As I said, I think that some amount of piracy is necessary, and even hosting copyrighted media on IA is reasonable enough, just like any other library. I think controlled digital lending, for example, would have been fine. This has worked quite well for the US public library system (at least in NYC). I have only ever borrowed physical books a handful of times, but I've checked out hundreds of digital books without any issue.

I get that your question is asking more the "how do we protect ourselves from lost media being (intentionally) created if we're not allowed to break copyright?" and I don't think the uploading to IA itself of copyrighted media is even what the media companies have an issue with. If I rip a blu-ray and store it into a private data store (e.g. a non-public Google Drive or my personal NAS or something), I doubt that the entertainment and publishing companies would have much issue. I think the issue comes from the fact that the way that IA currently operates basically has no real difference between ThePirateBay, minus the ads. Any number of people can download any number of files at a time from IA, completely unrestricted, usually without DRM, and a lot of it is media that is still actively being sold.

It would be different if IA operated more-or-less like Abandonia, where they only allow public downloads of media that has no legal way to purchase it, because at that point it would be hard to argue that they're causing any damages. If they did that, I don't think anyone would bother suing them.

I'm hardly a moral paragon; I've torrented my fair share of movies and music in my day. I've also defended piracy as a way to fight against the huge number of streaming services [1]. It's not even that I necessarily have a "problem" with how IA operates, it's that I think that if they don't look like they're making a reasonable effort to fight pirated content, they're going to get sued over and over again. Whether or not they're in the moral "right" isn't really what's at issue.

[1] https://news.ycombinator.com/item?id=39692375

ETA:

I am aware that IA did do some amount of Controlled Digital Lending, but that's not what I am taking issue with. A lot of games/movies are just publicly available, unrestricted, for anyone to download.


Specifically of issue in this case -- there is a wide-open hole in the IA's book hosting system that allows anyone to easily download an Adobe Digital Edition of any book in the archive -- ADE's DRM has been broken for a long time. It takes 2 minutes to go from IA to a full OCR'd PDF. The result is that there are a LOT of decrypted PDFs in the wild that carry the Internet Archive logo on the very first page.

I am for DRM because it could enable something like the IA to host and lend books without violating author's privledge. The IA's implementation is foolish and, I think, carries the intent to allow exploitation.


In this case, the IA has applied DRM, just as media companies do, and anyone breaking that DRM is the person liable for infringement, not the Internet Archive. Even breaking weak sauce DRM violates the terms of the DMCA, and media companies have fought to protect their use of such insufficient schemes. I see no reason that legal wrangling shouldn't also apply to the Internet Archive as well as it does members of the MPAA.

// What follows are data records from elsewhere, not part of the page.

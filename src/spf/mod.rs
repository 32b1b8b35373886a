//! Shared vocabulary used by both the record compiler (`crate::record`) and
//! the macro expander (`crate::spf::macro_eval`): the mechanism qualifier and
//! the macro-letter enumeration from RFC 7208 §4 and §7.

pub mod macro_eval;

use std::convert::TryFrom;

#[cfg(feature = "serialize")]
use serde_derive::{Deserialize, Serialize};

/// Qualifier decides what a matched mechanism asserts about the request.
/// Named to match the RFC's own vocabulary rather than a generic verdict
/// enum, since the interpreter threads it straight through to the response.
#[derive(Debug, Copy, Clone, PartialEq, Eq, PartialOrd, Ord, Hash)]
#[cfg_attr(feature = "serialize", derive(Serialize, Deserialize))]
pub enum Qualifier {
    Pass,
    // +
    Fail,
    // -
    SoftFail,
    // ~
    Neutral, // ?
}

impl Default for Qualifier {
    fn default() -> Self {
        Self::Pass
    }
}

impl Qualifier {
    /// Parses the leading `+ - ~ ?` prefix character of a mechanism token.
    /// Returns `None` for any other character (the caller should then treat
    /// the whole token as starting with the default `+` qualifier).
    pub fn from_prefix_char(c: char) -> Option<Self> {
        match c {
            '+' => Some(Qualifier::Pass),
            '-' => Some(Qualifier::Fail),
            '~' => Some(Qualifier::SoftFail),
            '?' => Some(Qualifier::Neutral),
            _ => None,
        }
    }

    pub fn as_prefix_char(self) -> char {
        match self {
            Qualifier::Pass => '+',
            Qualifier::Fail => '-',
            Qualifier::SoftFail => '~',
            Qualifier::Neutral => '?',
        }
    }
}

/// One of the macro letters recognised inside `%{...}`.
#[derive(Debug, Copy, Clone, PartialEq, Eq, PartialOrd, Ord, Hash)]
#[cfg_attr(feature = "serialize", derive(Serialize, Deserialize))]
pub enum MacroVariable {
    /// `l` - local-part of MAIL FROM
    LocalPart,
    /// `s` - full MAIL FROM, `postmaster@` injected if local-part is empty
    Sender,
    /// `o` - domain part of MAIL FROM
    SenderDomain,
    /// `d` - current domain being evaluated
    Domain,
    /// `i` - SMTP client IP, dotted-quad or reversed-nibble form
    SmtpClientIp,
    /// `c` - SMTP client IP in canonical textual form
    CanonicalClientIp,
    /// `t` - seconds since epoch (modifiers only, never mechanisms)
    Timestamp,
    /// `p` - validated client hostname, or the literal `unknown`
    ValidatedDomainName,
    /// `v` - literal `in-addr` (v4) or `ip6` (v6)
    IpVersionName,
    /// `h` - HELO/EHLO domain
    HeloOrEhloDomain,
    /// `r` - domain name of the host performing the check (receiving domain)
    ReceivingDomain,
}

impl MacroVariable {
    /// The lowercase ASCII letters that name a macro variable, in the order
    /// the RFC lists them: `l s o d i c t p v h r`.
    pub fn get_valid_lowercase_symbols() -> &'static [u8] {
        b"lsodictpvhr"
    }
}

impl TryFrom<u8> for MacroVariable {
    type Error = ();

    fn try_from(letter: u8) -> Result<Self, Self::Error> {
        match letter.to_ascii_lowercase() {
            b'l' => Ok(MacroVariable::LocalPart),
            b's' => Ok(MacroVariable::Sender),
            b'o' => Ok(MacroVariable::SenderDomain),
            b'd' => Ok(MacroVariable::Domain),
            b'i' => Ok(MacroVariable::SmtpClientIp),
            b'c' => Ok(MacroVariable::CanonicalClientIp),
            b't' => Ok(MacroVariable::Timestamp),
            b'p' => Ok(MacroVariable::ValidatedDomainName),
            b'v' => Ok(MacroVariable::IpVersionName),
            b'h' => Ok(MacroVariable::HeloOrEhloDomain),
            b'r' => Ok(MacroVariable::ReceivingDomain),
            _ => Err(()),
        }
    }
}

At least the Adobe Digital Edition is a nominal attempt at controlled lending. It's not a great attempt, but it's something.

The thing that really concerns me is the fact that people are treating IA a general file sharing site. You can find complete sets of ROMs for basically any game system you can think of, TV shows and movies that can be downloaded completely uninhibited, completely DRM-free versions of books.

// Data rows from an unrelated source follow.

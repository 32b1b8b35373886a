//! A fixed-size, open-addressed TTL cache sitting in front of a slower
//! resolver. SPF policies change slowly and error results should not be
//! re-probed for every message, so entries are cached past their DNS TTL up
//! to a configurable floor per answer kind.
//!
//! Two tables back this: a primary table of `2^k` slots and a smaller
//! "reclaim" table of `2^max(k-3, 1)` slots that a live entry is demoted
//! into when something else claims its primary slot, instead of being
//! dropped outright. A lookup that misses the primary slot still checks the
//! reclaim slot, promoting the survivor back to primary, before falling
//! through to the layer below.
//!
//! The tables live behind a `Mutex` so `CacheResolver` can implement
//! `Resolver` (a shared-reference trait) directly and be handed around the
//! same way every other link in the chain is, as an `Arc<dyn Resolver>`
//! shared by every request the server processes.

use std::sync::Mutex;
use std::time::{Duration, Instant};

use crate::dns::rr::{DnsStatus, RecordType, ResourceRecord};
use crate::dns::Resolver;
use crate::error::SpfResult;

/// TTL floors applied on cache insertion. A record's own TTL is clamped up
/// (never down) to the matching floor.
#[derive(Debug, Clone, Copy)]
pub struct TtlFloors {
    /// Applied to every successful answer regardless of kind.
    pub min_ttl: Duration,
    /// Applied to `HostNotFound`/`NoData`/`TryAgain` answers.
    pub error_ttl: Duration,
    /// Applied to TXT answers specifically (SPF policies move rarely).
    pub txt_ttl: Duration,
    /// Applied when the query domain ends in `.arpa` (PTR lookups).
    pub arpa_ttl: Duration,
}

impl Default for TtlFloors {
    fn default() -> Self {
        Self {
            min_ttl: Duration::from_secs(30),
            error_ttl: Duration::from_secs(30),
            txt_ttl: Duration::from_secs(120),
            arpa_ttl: Duration::from_secs(3600),
        }
    }
}

#[derive(Debug, Clone, Copy)]
pub struct CacheConfig {
    /// Primary table holds `2^k` slots, `k` in `[1, 16]`.
    pub k: u8,
    pub floors: TtlFloors,
    /// When set, lookups marked non-cacheable by the caller bypass the
    /// cache-write path entirely (they may still be served by a prior hit).
    pub conserve_cache: bool,
}

impl Default for CacheConfig {
    fn default() -> Self {
        Self {
            k: 8,
            floors: TtlFloors::default(),
            conserve_cache: true,
        }
    }
}

#[derive(Clone)]
struct Slot {
    key: (String, RecordType),
    value: ResourceRecord,
    expires_at: Instant,
}

fn type_tag(rtype: RecordType) -> u32 {
    match rtype {
        RecordType::A => 0,
        RecordType::Aaaa => 1,
        RecordType::Mx => 2,
        RecordType::Txt => 3,
        RecordType::Ptr => 4,
        RecordType::Any => 5,
    }
}

/// Mixes the query type and a CRC-32 of the domain (dots stripped, bounded
/// to `max(2k, 8)` input characters) into one 32-bit hash.
fn hash_key(domain: &str, rtype: RecordType, k: u8) -> u32 {
    let limit = std::cmp::max(2 * k as usize, 8);
    let filtered: String = domain.chars().filter(|c| *c != '.').take(limit).collect();
    let mut hasher = crc32fast::Hasher::new();
    hasher.update(filtered.to_ascii_lowercase().as_bytes());
    let crc = hasher.finalize();
    crc ^ type_tag(rtype).wrapping_mul(0x9E37_79B1)
}

fn normalize(domain: &str) -> String {
    domain.trim_end_matches('.').to_ascii_lowercase()
}

struct Tables {
    primary: Vec<Option<Slot>>,
    reclaim: Vec<Option<Slot>>,
}

impl Tables {
    fn primary_index(&self, hash: u32) -> usize {
        (hash as usize) & (self.primary.len() - 1)
    }

    fn reclaim_index(&self, hash: u32) -> usize {
        (hash as usize) & (self.reclaim.len() - 1)
    }

    fn insert(&mut self, key: (String, RecordType), hash: u32, value: ResourceRecord, ttl: Duration) {
        let idx = self.primary_index(hash);
        let slot = Slot {
            key,
            value,
            expires_at: Instant::now() + ttl,
        };
        if let Some(displaced) = self.primary[idx].replace(slot) {
            if displaced.expires_at > Instant::now() {
                let r_idx = self.reclaim_index(hash);
                self.reclaim[r_idx] = Some(displaced);
            }
        }
    }

    fn get(&mut self, key_domain: &str, rtype: RecordType, hash: u32) -> Option<ResourceRecord> {
        let now = Instant::now();
        let p_idx = self.primary_index(hash);
        if let Some(slot) = &self.primary[p_idx] {
            if slot.key.0 == key_domain && slot.key.1 == rtype && slot.expires_at >= now {
                return Some(slot.value.clone());
            }
        }

        let r_idx = self.reclaim_index(hash);
        if let Some(slot) = &self.reclaim[r_idx] {
            if slot.key.0 == key_domain && slot.key.1 == rtype && slot.expires_at >= now {
                let promoted = slot.clone();
                self.reclaim[r_idx] = None;
                if let Some(displaced) = self.primary[p_idx].replace(promoted.clone()) {
                    if displaced.expires_at > now {
                        self.reclaim[r_idx] = Some(displaced);
                    }
                }
                return Some(promoted.value);
            }
        }

        None
    }
}

pub struct CacheResolver<D: Resolver> {
    config: CacheConfig,
    tables: Mutex<Tables>,
    layer_below: D,
}

impl<D: Resolver> CacheResolver<D> {
    pub fn new(config: CacheConfig, layer_below: D) -> Self {
        let k = config.k.clamp(1, 16);
        let reclaim_k = std::cmp::max(k.saturating_sub(3), 1);
        Self {
            config: CacheConfig { k, ..config },
            tables: Mutex::new(Tables {
                primary: vec![None; 1usize << k],
                reclaim: vec![None; 1usize << reclaim_k],
            }),
            layer_below,
        }
    }

    fn floor_for(&self, domain: &str, rtype: RecordType, status: DnsStatus) -> Duration {
        if domain.ends_with(".arpa") {
            return self.config.floors.arpa_ttl;
        }
        if !status.is_success() {
            return self.config.floors.error_ttl;
        }
        if rtype == RecordType::Txt {
            return self.config.floors.txt_ttl;
        }
        self.config.floors.min_ttl
    }

    #[cfg(test)]
    fn contains(&self, domain: &str, rtype: RecordType) -> bool {
        let key_domain = normalize(domain);
        let hash = hash_key(&key_domain, rtype, self.config.k);
        let mut tables = self.tables.lock().unwrap();
        tables.get(&key_domain, rtype, hash).is_some()
    }
}

impl<D: Resolver> Resolver for CacheResolver<D> {
    fn lookup(&self, domain: &str, rtype: RecordType, cacheable: bool) -> SpfResult<ResourceRecord> {
        let key_domain = normalize(domain);
        let hash = hash_key(&key_domain, rtype, self.config.k);

        if let Some(hit) = self.tables.lock().unwrap().get(&key_domain, rtype, hash) {
            log::debug!("cache hit for {key_domain} {rtype:?}");
            return Ok(hit);
        }
        log::debug!("cache miss for {key_domain} {rtype:?}, delegating");

        let answer = self.layer_below.lookup(domain, rtype, cacheable)?;
        if cacheable || !self.config.conserve_cache {
            let floor = self.floor_for(&key_domain, rtype, answer.status);
            let ttl = std::cmp::max(answer.ttl, floor);
            self.tables
                .lock()
                .unwrap()
                .insert((key_domain, rtype), hash, answer.clone(), ttl);
        } else {
            log::debug!("{key_domain} {rtype:?} marked non-cacheable, skipping cache write");
        }
        Ok(answer)
    }
}

#[cfg(test)]
mod tests {
    use super::*;
    use crate::dns::zone::ZoneResolver;

    #[test]
    fn caches_a_hit_past_the_underlying_ttl() {
        let mut zone = ZoneResolver::new();
        zone.set_txt("example.com", "v=spf1 -all");
        let cache = CacheResolver::new(CacheConfig::default(), zone);

        let first = cache.lookup("example.com", RecordType::Txt, true).unwrap();
        assert_eq!(first.status, DnsStatus::Success);
        assert!(cache.contains("example.com", RecordType::Txt));
    }

    #[test]
    fn second_lookup_is_served_from_cache() {
        let zone = ZoneResolver::new();
        let cache = CacheResolver::new(CacheConfig::default(), zone);
        let first = cache.lookup("nx.example", RecordType::A, true).unwrap();
        assert_eq!(first.status, DnsStatus::HostNotFound);
        let second = cache.lookup("nx.example", RecordType::A, true).unwrap();
        assert_eq!(second.status, DnsStatus::HostNotFound);
    }

    #[test]
    fn non_cacheable_lookup_with_conserve_cache_skips_write() {
        let mut zone = ZoneResolver::new();
        zone.set_txt("example.com", "v=spf1 -all");
        let config = CacheConfig {
            conserve_cache: true,
            ..CacheConfig::default()
        };
        let cache = CacheResolver::new(config, zone);

        cache.lookup("example.com", RecordType::Txt, false).unwrap();
        assert!(!cache.contains("example.com", RecordType::Txt));
    }

    #[test]
    fn displaced_live_entry_is_demoted_to_reclaim_not_dropped() {
        let mut zone = ZoneResolver::new();
        zone.set_txt("a.example", "v=spf1 -all");
        zone.set_txt("b.example", "v=spf1 ~all");
        let cache = CacheResolver::new(CacheConfig { k: 1, ..CacheConfig::default() }, zone);

        cache.lookup("a.example", RecordType::Txt, true).unwrap();
        cache.lookup("b.example", RecordType::Txt, true).unwrap();

        // with only 2 primary slots, both keys might collide or not; either
        // way the answer should still be servable without hitting the zone.
        let a = cache.lookup("a.example", RecordType::Txt, true).unwrap();
        assert_eq!(a.status, DnsStatus::Success);
    }
}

To some extent data harboring laws will protect them, but that's not a silver bullet; if they're not making an active effort to deal with copyright stuff I really think it's going to bite them, and that's a shame. The IA is an extremely valuable resource when used right.


IA is worth more to humanity than these assholes will ever be.


In that case IA can write their own books


The publishers aren't writing the books either. A more apt comeback would be "then they can publish and distribute their own books", except they already do.